On 4/14/19 20:28, Rick Thomas wrote:
On Apr 13, 2019, at 5:39 AM, Frank Scheiner <frank.scheiner@web.de> wrote:

Do you happen to have a smaller disk (e.g. below 128 GB) available for
use? Or maybe you try with a separate small (512 MiB or so) `/boot`
partition directly after the HFS bootstrap partition, so the kernel is
located in the first GiB of this disk.

Thanks, Frank!  That was the clue it needed.

I used the 2019-04-12 iso for my most recent test, just incase there was a change that might affect the problem.

I did everything the same as I did for the original test, except that when it got to partitioning the disk, I chose guided partitioning and “Use whole disk, with LVM”.  The LVM part forces it to create a separate /boot partition directly after the HFS one.

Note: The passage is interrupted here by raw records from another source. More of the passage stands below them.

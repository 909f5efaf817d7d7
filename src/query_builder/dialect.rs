use super::Literal;

/// A rendered statement with positional parameters
#[derive(Debug, Clone, PartialEq)]
pub struct Statement {
    pub sql: String,
    pub params: Vec<Literal>,
}

/// Dialect-specific pieces of SQL rendering
pub trait SqlDialect {
    fn quote_identifier(&self, ident: &str) -> String;

    /// Placeholder for the 1-based parameter `index`
    fn placeholder(&self, index: usize) -> String;

    fn limit_clause(&self, limit: Option<u64>, offset: Option<u64>) -> Option<String> {
        match (limit, offset) {
            (None, None) => None,
            (Some(limit), None) => Some(format!("LIMIT {}", limit)),
            (limit, Some(offset)) => Some(format!(
                "LIMIT {} OFFSET {}",
                limit.map(|l| l.to_string()).unwrap_or_else(|| self.unbounded_limit()),
                offset
            )),
        }
    }

    /// LIMIT value meaning "no limit", needed when only an offset is given
    fn unbounded_limit(&self) -> String;
}

#[derive(Debug, Clone, Copy, Default)]
pub struct SqliteDialect;

impl SqlDialect for SqliteDialect {
    fn quote_identifier(&self, ident: &str) -> String {
        format!("\"{}\"", ident.replace('"', "\"\""))
    }

    fn placeholder(&self, index: usize) -> String {
        format!("?{}", index)
    }

    fn unbounded_limit(&self) -> String {
        "-1".to_string()
    }
}

#[cfg(test)]
mod tests {
    use super::*;

    #[test]
    fn test_quoting_escapes_quote_characters() {
        assert_eq!(SqliteDialect.quote_identifier("a\"b"), "\"a\"\"b\"");
        assert_eq!(SqliteDialect.quote_identifier("tt_content"), "\"tt_content\"");
    }

    #[test]
    fn test_placeholders() {
        assert_eq!(SqliteDialect.placeholder(3), "?3");
    }

    #[test]
    fn test_offset_without_limit() {
        assert_eq!(
            SqliteDialect.limit_clause(None, Some(2)).unwrap(),
            "LIMIT -1 OFFSET 2"
        );
        assert_eq!(SqliteDialect.limit_clause(None, None), None);
    }
}
//! Entity reader: executes query documents against a [`Schema`].
//!
//! ```text
//! query text -> Document -> QueryPlan -> root SELECT per block
//!                                      -> relation resolvers per nesting level
//!                                      -> {"data": {...}}
//! ```
//!
//! Every execution gets its own [`MemoryCache`]. Any error aborts the whole
//! execution; partial results are never returned.

pub mod plan;
pub mod projection;

use serde::{Deserialize, Serialize};
use serde_json::{json, Map, Value};
use std::fmt;
use std::sync::Arc;

pub use plan::{FieldKind, FieldPlan, Planner, QueryPlan, RelationPlan, RootPlan, SelectionPlan};
pub use projection::{coerce, project};

use crate::config::ReaderConfig;
use crate::document::parse_document;
use crate::errors::EntityReaderError;
use crate::query_builder::{ColumnRef, Condition, Literal, QueryExecutor, SelectQuery};
use crate::resolver::{
    order_by_key, order_by_terms, restrict, select_storage_columns, MemoryCache,
    ResolutionContext, TypedRow,
};
use crate::schema_catalog::{EntityType, Schema};

/// Values for `$name` references in query arguments
pub type Variables = Map<String, Value>;

/// Which otherwise invisible rows a query may see
#[derive(Debug, Clone, Copy, Default, PartialEq, Eq, Serialize, Deserialize)]
pub struct AccessContext {
    pub include_hidden: bool,
    pub include_deleted: bool,
}

impl AccessContext {
    /// Conditions excluding deleted and hidden rows of `entity`
    pub fn conditions(&self, entity: &EntityType, alias: &str) -> Vec<Condition> {
        let columns = &entity.enable_columns;
        let mut conditions = Vec::new();
        if let (false, Some(column)) = (self.include_deleted, &columns.deleted) {
            conditions.push(Condition::eq_value(
                ColumnRef::new(alias, column),
                Literal::Int(0),
            ));
        }
        if let (false, Some(column)) = (self.include_hidden, &columns.disabled) {
            conditions.push(Condition::eq_value(
                ColumnRef::new(alias, column),
                Literal::Int(0),
            ));
        }
        conditions
    }
}

impl fmt::Display for AccessContext {
    fn fmt(&self, f: &mut fmt::Formatter<'_>) -> fmt::Result {
        write!(
            f,
            "hidden={},deleted={}",
            self.include_hidden, self.include_deleted
        )
    }
}

pub struct EntityReader<E: QueryExecutor> {
    schema: Arc<Schema>,
    executor: E,
    config: ReaderConfig,
}

impl<E: QueryExecutor> EntityReader<E> {
    pub fn new(schema: Arc<Schema>, executor: E) -> Self {
        Self::with_config(schema, executor, ReaderConfig::default())
    }

    pub fn with_config(schema: Arc<Schema>, executor: E, config: ReaderConfig) -> Self {
        EntityReader {
            schema,
            executor,
            config,
        }
    }

    pub fn schema(&self) -> &Schema {
        &self.schema
    }

    pub fn executor(&self) -> &E {
        &self.executor
    }

    pub fn config(&self) -> &ReaderConfig {
        &self.config
    }

    /// Execute without variables, hiding deleted and hidden rows
    pub fn execute(&self, query: &str) -> Result<Value, EntityReaderError> {
        self.execute_with(query, &Variables::new(), &AccessContext::default())
    }

    pub fn execute_with(
        &self,
        query: &str,
        variables: &Variables,
        access: &AccessContext,
    ) -> Result<Value, EntityReaderError> {
        let document = parse_document(query)?;
        let plan = Planner::new(&self.schema, &self.config, variables).plan(&document)?;
        log::debug!("Planned {} root block(s)", plan.roots.len());

        let mut cache = MemoryCache::new();
        let mut ctx = ResolutionContext {
            schema: &self.schema,
            executor: &self.executor,
            cache: &mut cache,
            access: *access,
            statement_log_level: self.config.statement_log_level(),
        };

        let mut data = Map::new();
        for root in &plan.roots {
            let query = self.root_query(root, access);
            let rows: Vec<TypedRow> = ctx
                .execute(&query)?
                .into_iter()
                .map(|row| TypedRow::new(&root.entity.name, row))
                .collect();
            let values = project(&rows, &root.selection, &mut ctx)?;
            data.insert(root.response_key.clone(), Value::Array(values));
        }

        log::debug!("Execution finished with {} cache entries", cache.len());
        Ok(json!({ "data": data }))
    }

    fn root_query(&self, root: &RootPlan<'_>, access: &AccessContext) -> SelectQuery {
        let entity = root.entity;
        let arguments = &root.arguments;

        let mut query = SelectQuery::from(&entity.table);
        select_storage_columns(&mut query, entity);
        restrict(&mut query, entity, arguments.filter.as_ref(), access);
        order_by_terms(&mut query, entity, arguments.order.as_ref());
        order_by_key(&mut query, entity);

        let max = u64::from(self.config.max_root_limit);
        let limit = arguments.limit.map_or(max, |limit| limit.min(max));
        query.set_limit(Some(limit), arguments.offset);
        query
    }
}
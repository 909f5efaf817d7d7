use nom::{
    branch::alt,
    character::complete::{char, multispace0},
    combinator::{all_consuming, map},
    multi::separated_list1,
    sequence::delimited,
    IResult, Parser,
};
use std::fmt;

use super::common::{keyword, near, ws};
use super::field_ref::{parse_field_ref, FieldRef, FieldUsage, ResolvedField, TypeContext};
use crate::errors::{EntityReaderError, SyntaxError};
use crate::query_builder::SortDirection;

#[derive(Debug, Clone, PartialEq)]
pub struct OrderItem {
    pub field: FieldRef,
    pub direction: SortDirection,
}

/// Parsed, unresolved `order` argument
#[derive(Debug, Clone, PartialEq)]
pub struct OrderExpression {
    pub items: Vec<OrderItem>,
}

pub fn parse_order_item(input: &str) -> IResult<&str, OrderItem> {
    let (input, field) = parse_field_ref(input)?;
    let (input, direction) = ws(alt((
        map(keyword("ascending"), |_| SortDirection::Ascending),
        map(keyword("descending"), |_| SortDirection::Descending),
    )))
    .parse(input)?;
    Ok((input, OrderItem { field, direction }))
}

impl OrderExpression {
    pub fn parse(text: &str) -> Result<Self, SyntaxError> {
        let parsed = all_consuming(ws(separated_list1(
            delimited(multispace0, char(','), multispace0),
            parse_order_item,
        )))
        .parse(text);

        match parsed {
            Ok((_, items)) => Ok(OrderExpression { items }),
            Err(nom::Err::Error(e)) | Err(nom::Err::Failure(e)) => Err(SyntaxError::Order {
                expression: text.to_string(),
                near: near(e.input),
            }),
            Err(nom::Err::Incomplete(_)) => Err(SyntaxError::Order {
                expression: text.to_string(),
                near: near(""),
            }),
        }
    }

    pub fn resolve(&self, context: &TypeContext<'_>) -> Result<OrderSpec, EntityReaderError> {
        let terms = self
            .items
            .iter()
            .map(|item| {
                Ok(OrderTerm {
                    field: context.resolve(&item.field, FieldUsage::Order)?,
                    direction: item.direction,
                })
            })
            .collect::<Result<Vec<_>, EntityReaderError>>()?;
        Ok(OrderSpec { terms })
    }
}

#[derive(Debug, Clone, PartialEq)]
pub struct OrderTerm {
    pub field: ResolvedField,
    pub direction: SortDirection,
}

/// Order terms resolved against a type context
#[derive(Debug, Clone, PartialEq, Default)]
pub struct OrderSpec {
    pub terms: Vec<OrderTerm>,
}

impl OrderSpec {
    pub fn is_empty(&self) -> bool {
        self.terms.is_empty()
    }
}

/// Canonical text, stable across whitespace and keyword case
impl fmt::Display for OrderSpec {
    fn fmt(&self, f: &mut fmt::Formatter<'_>) -> fmt::Result {
        let terms: Vec<String> = self
            .terms
            .iter()
            .map(|t| {
                let direction = match t.direction {
                    SortDirection::Ascending => "ascending",
                    SortDirection::Descending => "descending",
                };
                format!("{} {}", t.field, direction)
            })
            .collect();
        write!(f, "{}", terms.join(", "))
    }
}

#[cfg(test)]
mod tests {
    use super::*;
    use crate::expression::field_ref::tests::fixture_schema;
    use test_case::test_case;

    #[test]
    fn test_parse_order_item_with_qualifier() {
        let (rest, item) = parse_order_item("title on pages descending").unwrap();
        assert_eq!(rest, "");
        assert_eq!(item.field, FieldRef::qualified("title", "pages"));
        assert_eq!(item.direction, SortDirection::Descending);
    }

    #[test]
    fn test_parse_multiple_terms() {
        let order = OrderExpression::parse(
            "pid ascending, title on pages ascending,header on tt_content DESCENDING",
        )
        .unwrap();
        assert_eq!(order.items.len(), 3);
        assert_eq!(order.items[2].field, FieldRef::qualified("header", "tt_content"));
        assert_eq!(order.items[2].direction, SortDirection::Descending);
    }

    #[test_case(""; "empty")]
    #[test_case("title"; "missing direction")]
    #[test_case("title up"; "unknown direction")]
    #[test_case("title ascending,"; "dangling comma")]
    #[test_case("title on ascending"; "missing qualifier")]
    fn test_syntax_errors(text: &str) {
        let err = OrderExpression::parse(text).unwrap_err();
        assert!(matches!(err, SyntaxError::Order { .. }), "{:?}", err);
    }

    #[test]
    fn test_resolve_and_canonical_text() {
        let schema = fixture_schema();
        let context = TypeContext::new(
            &schema,
            "tx_persistence_entity.relation_group",
            vec![
                schema.entity_type("tt_content").unwrap(),
                schema.entity_type("pages").unwrap(),
            ],
        );
        let spec = OrderExpression::parse("  pid   ASCENDING ,title on pages descending ")
            .unwrap()
            .resolve(&context)
            .unwrap();
        assert_eq!(spec.to_string(), "pid ascending, title on pages descending");
    }
}
pub mod config;
pub mod schema;

pub use config::SchemaConfig;
pub use schema::{
    AssociationTable, EnableColumns, EntityType, MatchFields, PropertyDefinition, PropertyKind,
    RelationDefinition, RelationKind, RelationStorage, ScalarType, Schema, ABSTRACT_ENTITY_TYPE,
    SCALAR_TYPE_NAMES,
};
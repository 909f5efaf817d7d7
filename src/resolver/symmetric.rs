//! Symmetric relations between rows of one table, stored in a pairing table.
//!
//! A pairing row `(local, peer)` relates both rows to each other, so a parent
//! finds its peers on either side of the pairing. Both sides are fetched with a
//! single query:
//!
//! ```text
//! SELECT t.<columns>, p.local AS __uid_local, p.peer AS __uid_peer,
//!        p.sorting AS __sorting, p.sorting_opposite AS __sorting_opposite
//! FROM t INNER JOIN p ON (p.peer = t.uid OR p.local = t.uid)
//! WHERE (p.local IN (<keys>) OR p.peer IN (<keys>)) AND <access> AND <filter>
//! ORDER BY <order terms>, p.sorting, t.uid
//! ```
//!
//! Rows reached from the peer side are ordered by the opposite sorting column
//! when one is declared.

use serde_json::Value;
use std::collections::BTreeSet;

use super::buffer::{row_key, Buffer, TypedRow};
use super::ordering::sort_by_column;
use super::{
    order_by_key, order_by_terms, restrict, select_storage_columns, ResolutionContext,
    ResolutionRequest, SORTING, UID_LOCAL, UID_PEER,
};
use crate::errors::EntityReaderError;
use crate::query_builder::{ColumnRef, Condition, Literal, Row, SelectQuery, SortDirection};
use crate::schema_catalog::EntityType;

/// Synthetic column carrying the sorting value of the peer side
pub const SORTING_OPPOSITE: &str = "__sorting_opposite";

#[derive(Debug, Clone, Copy)]
pub struct PairingTable<'a> {
    pub table: &'a str,
    pub local_field: &'a str,
    pub peer_field: &'a str,
    pub sorting: Option<&'a str>,
    pub sorting_opposite: Option<&'a str>,
}

impl PairingTable<'_> {
    fn column(&self, column: &str) -> ColumnRef {
        ColumnRef::new(self.table, column)
    }
}

/// Side of the pairing row the parent sits on
#[derive(Debug, Clone, Copy, PartialEq, Eq)]
enum Side {
    Local,
    Peer,
}

pub fn build_query(
    request: &ResolutionRequest<'_>,
    ctx: &ResolutionContext<'_>,
    keys: &[Literal],
    target: &EntityType,
    pairing: &PairingTable<'_>,
) -> SelectQuery {
    let local = pairing.column(pairing.local_field);
    let peer = pairing.column(pairing.peer_field);

    let mut query = SelectQuery::from(&target.table);
    select_storage_columns(&mut query, target);
    query
        .select_as(local.clone(), UID_LOCAL)
        .select_as(peer.clone(), UID_PEER);
    if let Some(sorting) = pairing.sorting {
        query.select_as(pairing.column(sorting), SORTING);
    }
    if let Some(sorting) = pairing.sorting_opposite {
        query.select_as(pairing.column(sorting), SORTING_OPPOSITE);
    }

    let key = query.column(&target.key_column);
    query.inner_join(
        pairing.table,
        pairing.table,
        vec![Condition::Or(vec![
            Condition::eq_column(peer.clone(), key.clone()),
            Condition::eq_column(local.clone(), key),
        ])],
    );
    query.and_where(Condition::Or(vec![
        Condition::In {
            column: local,
            values: keys.to_vec(),
        },
        Condition::In {
            column: peer,
            values: keys.to_vec(),
        },
    ]));
    restrict(
        &mut query,
        target,
        request.arguments.filter.as_ref(),
        &ctx.access,
    );

    order_by_terms(&mut query, target, request.arguments.order.as_ref());
    if let Some(sorting) = pairing.sorting {
        query.order_by(pairing.column(sorting), SortDirection::Ascending);
    }
    order_by_key(&mut query, target);
    query
}

/// Parent a fetched row belongs to, seen from the requested keys
fn parent_of(row: &Row, key_column: &str, requested: &BTreeSet<i64>) -> Option<(i64, Side)> {
    let uid = row_key(row, key_column)?;
    let local = row_key(row, UID_LOCAL)?;
    let peer = row_key(row, UID_PEER)?;

    if uid == peer && requested.contains(&local) {
        Some((local, Side::Local))
    } else if uid == local && local != peer && requested.contains(&peer) {
        Some((peer, Side::Peer))
    } else {
        None
    }
}

pub fn fetch(
    request: &ResolutionRequest<'_>,
    ctx: &ResolutionContext<'_>,
    parents: &[(i64, &Row)],
    targets: &[&EntityType],
    pairing: &PairingTable<'_>,
) -> Result<Buffer, EntityReaderError> {
    let requested: BTreeSet<i64> = parents.iter().map(|(key, _)| *key).collect();
    let keys: Vec<Literal> = requested.iter().map(|key| Literal::Int(*key)).collect();

    let mut buffer = Buffer::default();
    for target in targets {
        let query = build_query(request, ctx, &keys, target, pairing);
        for mut row in ctx.execute(&query)? {
            let Some((parent, side)) = parent_of(&row, &target.key_column, &requested) else {
                continue;
            };
            if side == Side::Peer && pairing.sorting_opposite.is_some() {
                let opposite = row.get(SORTING_OPPOSITE).cloned().unwrap_or(Value::Null);
                row.insert(SORTING.to_string(), opposite);
            }
            buffer.append(parent, TypedRow::new(&target.name, row));
        }
    }

    if pairing.sorting_opposite.is_some() {
        for rows in buffer.rows_mut() {
            sort_by_column(rows, SORTING);
        }
    }
    Ok(buffer)
}
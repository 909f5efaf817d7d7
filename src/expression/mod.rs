//! Order and filter expressions.
//!
//! Both are parsed once per query and resolved against a [`TypeContext`]: the
//! entity types an expression may address. Field references may carry an
//! `on <Type>` qualifier to pick one branch of a polymorphic relation.

pub mod common;
pub mod field_ref;
pub mod filter;
pub mod order;

pub use field_ref::{FieldRef, FieldUsage, ResolvedField, TypeContext};
pub use filter::{FilterExpr, FilterSpec, ResolvedFilter, ResolvedOperand};
pub use order::{OrderExpression, OrderSpec, OrderTerm};

use crate::errors::EntityReaderError;

/// Parse and resolve an `order` argument
pub fn parse_order(text: &str, context: &TypeContext<'_>) -> Result<OrderSpec, EntityReaderError> {
    OrderExpression::parse(text)?.resolve(context)
}

/// Parse and resolve a `filter` argument
pub fn parse_filter(text: &str, context: &TypeContext<'_>) -> Result<FilterSpec, EntityReaderError> {
    FilterExpr::parse(text)?.resolve(context)
}
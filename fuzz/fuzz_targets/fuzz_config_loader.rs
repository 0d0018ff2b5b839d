#![no_main]
use libfuzzer_sys::fuzz_target;

fuzz_target!(|data: &str| {
    // Parsing and validation may reject the input but must never panic.
    if let Ok(cfg) = memlog_config::load_toml(data) {
        let _ = cfg.validate();
    }
});
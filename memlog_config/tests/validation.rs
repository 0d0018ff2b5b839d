use memlog_config::{Rotation, load_file, load_toml};
use rstest::rstest;
use std::path::Path;

#[test]
fn parses_full_document() {
    let toml = r#"
[logger]
enabled = true
immediate = true
write_on_drop = true
file = "logs/app.txt"
append = true

[diagnostics]
level = "debug"
file = "logs/trace.log"
rotation = "daily"
"#;

    let cfg = load_toml(toml).expect("parse TOML");
    cfg.validate().expect("valid config should pass");

    assert!(cfg.logger.immediate);
    assert!(cfg.logger.write_on_drop);
    assert!(cfg.logger.append);
    assert_eq!(cfg.logger.file.as_deref(), Some(Path::new("logs/app.txt")));
    assert_eq!(cfg.diagnostics.level.as_deref(), Some("debug"));
    assert_eq!(cfg.diagnostics.rotation, Rotation::Daily);
}

#[rstest]
#[case("[logger]\nfile = \"\"\n", "logger.file must not be empty")]
#[case("[diagnostics]\nlevel = \"loud\"\n", "diagnostics.level must be one of")]
#[case("[diagnostics]\nfile = \"\"\n", "diagnostics.file must not be empty")]
fn rejects_invalid_values(#[case] toml: &str, #[case] needle: &str) {
    let cfg = load_toml(toml).expect("parse TOML");
    let err = cfg.validate().expect_err("should reject");
    assert!(
        format!("{err}").contains(needle),
        "error {err:?} does not mention {needle:?}"
    );
}

#[rstest]
#[case("[logger]\nflush = true\n")]
#[case("[diagnostics]\nrotation = \"weekly\"\n")]
#[case("[logger]\nimmediate = \"yes\"\n")]
fn rejects_malformed_documents(#[case] toml: &str) {
    assert!(load_toml(toml).is_err());
}

#[test]
fn level_check_ignores_case() {
    let cfg = load_toml("[diagnostics]\nlevel = \"WARN\"\n").expect("parse TOML");
    cfg.validate().expect("uppercase level should pass");
}

#[test]
fn load_file_reads_from_disk() {
    let dir = tempfile::tempdir().unwrap();
    let path = dir.path().join("memlog.toml");
    std::fs::write(&path, "[logger]\nwrite_on_drop = true\n").unwrap();

    let cfg = load_file(&path).expect("load config file");
    assert!(cfg.logger.write_on_drop);
    assert!(cfg.logger.enabled);
}

#[test]
fn load_file_reports_missing_file() {
    let dir = tempfile::tempdir().unwrap();
    let err = load_file(&dir.path().join("nope.toml")).expect_err("missing file");
    assert!(format!("{err}").contains("read config"));
}
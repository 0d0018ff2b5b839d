#![cfg_attr(all(not(debug_assertions), not(test)), deny(warnings))]
#![cfg_attr(
    all(not(debug_assertions), not(test)),
    deny(clippy::all, clippy::pedantic, clippy::nursery)
)]
#![allow(clippy::module_name_repetitions, clippy::missing_errors_doc)]
#![cfg_attr(not(test), deny(clippy::unwrap_used, clippy::expect_used))]
//! In-memory message logger with optional file output.
//!
//! A [`Logger`] keeps every accepted entry in memory, in order. File output is
//! opt-in and best-effort:
//!
//! - **Immediate mode**: each entry is appended to the log file as it is logged.
//! - **Write on drop**: all entries are written once when the logger is torn down.
//! - **Explicit dumps**: [`Logger::write`] to any `io::Write`, or
//!   [`Logger::write_to_file`] with a per-call append/truncate choice.
//!
//! ```no_run
//! use memlog_core::Logger;
//!
//! let mut logger = Logger::new();
//! logger.log("A simple string");
//! logger.log(1024);
//! logger.log_tagged("A tag with integer:", 26);
//! logger.log_tagged("A tag with double:", 20.5);
//! logger.write_to_file("simple.txt", false);
//! ```

pub mod builder;
pub mod conversions;
pub mod error;
pub mod logger;
pub mod mode;

pub use builder::LoggerBuilder;
pub use error::{LogError, Result};
pub use logger::Logger;
pub use mode::OpenMode;
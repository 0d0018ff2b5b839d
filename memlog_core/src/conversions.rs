//! `From` implementations bridging `memlog_config` types to `memlog_core` types.

use crate::builder::LoggerBuilder;
use crate::logger::Logger;

// ── LoggerBuilder ────────────────────────────────────────────────────────────

impl From<&memlog_config::LoggerCfg> for LoggerBuilder {
    fn from(c: &memlog_config::LoggerCfg) -> Self {
        let builder = LoggerBuilder::new()
            .with_logging(c.enabled)
            .with_immediate_mode(c.immediate)
            .with_write_on_drop(c.write_on_drop);
        match &c.file {
            Some(path) => builder.with_log_file(path.clone(), c.append),
            None => builder,
        }
    }
}

// ── Logger ───────────────────────────────────────────────────────────────────

impl From<&memlog_config::LoggerCfg> for Logger {
    fn from(c: &memlog_config::LoggerCfg) -> Self {
        LoggerBuilder::from(c).build()
    }
}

That installed GRUB, which booted without a hitch.

Cool, that it worked out for you. :-) Maybe something for the Debian
wiki. We already have a machine specific part for sparc64 on [1] and
something similar for powerpc/ppc64 could be useful for new users. I
could test through my collection of B&W G3 and G4s to gather additional
info. I expect later G4s won't have such a limitation.

[1]: https://wiki.debian.org/Sparc64#Known_Working_System_Configurations

So it appears that this model of PowerMac has boot firmware that doesn’t like the high-address parts of large disk drives.  Interestingly enough, this problem does not seem to affect the Linux kernel.  Once past the bootstrap firmware, it works fine with the 300GB disk.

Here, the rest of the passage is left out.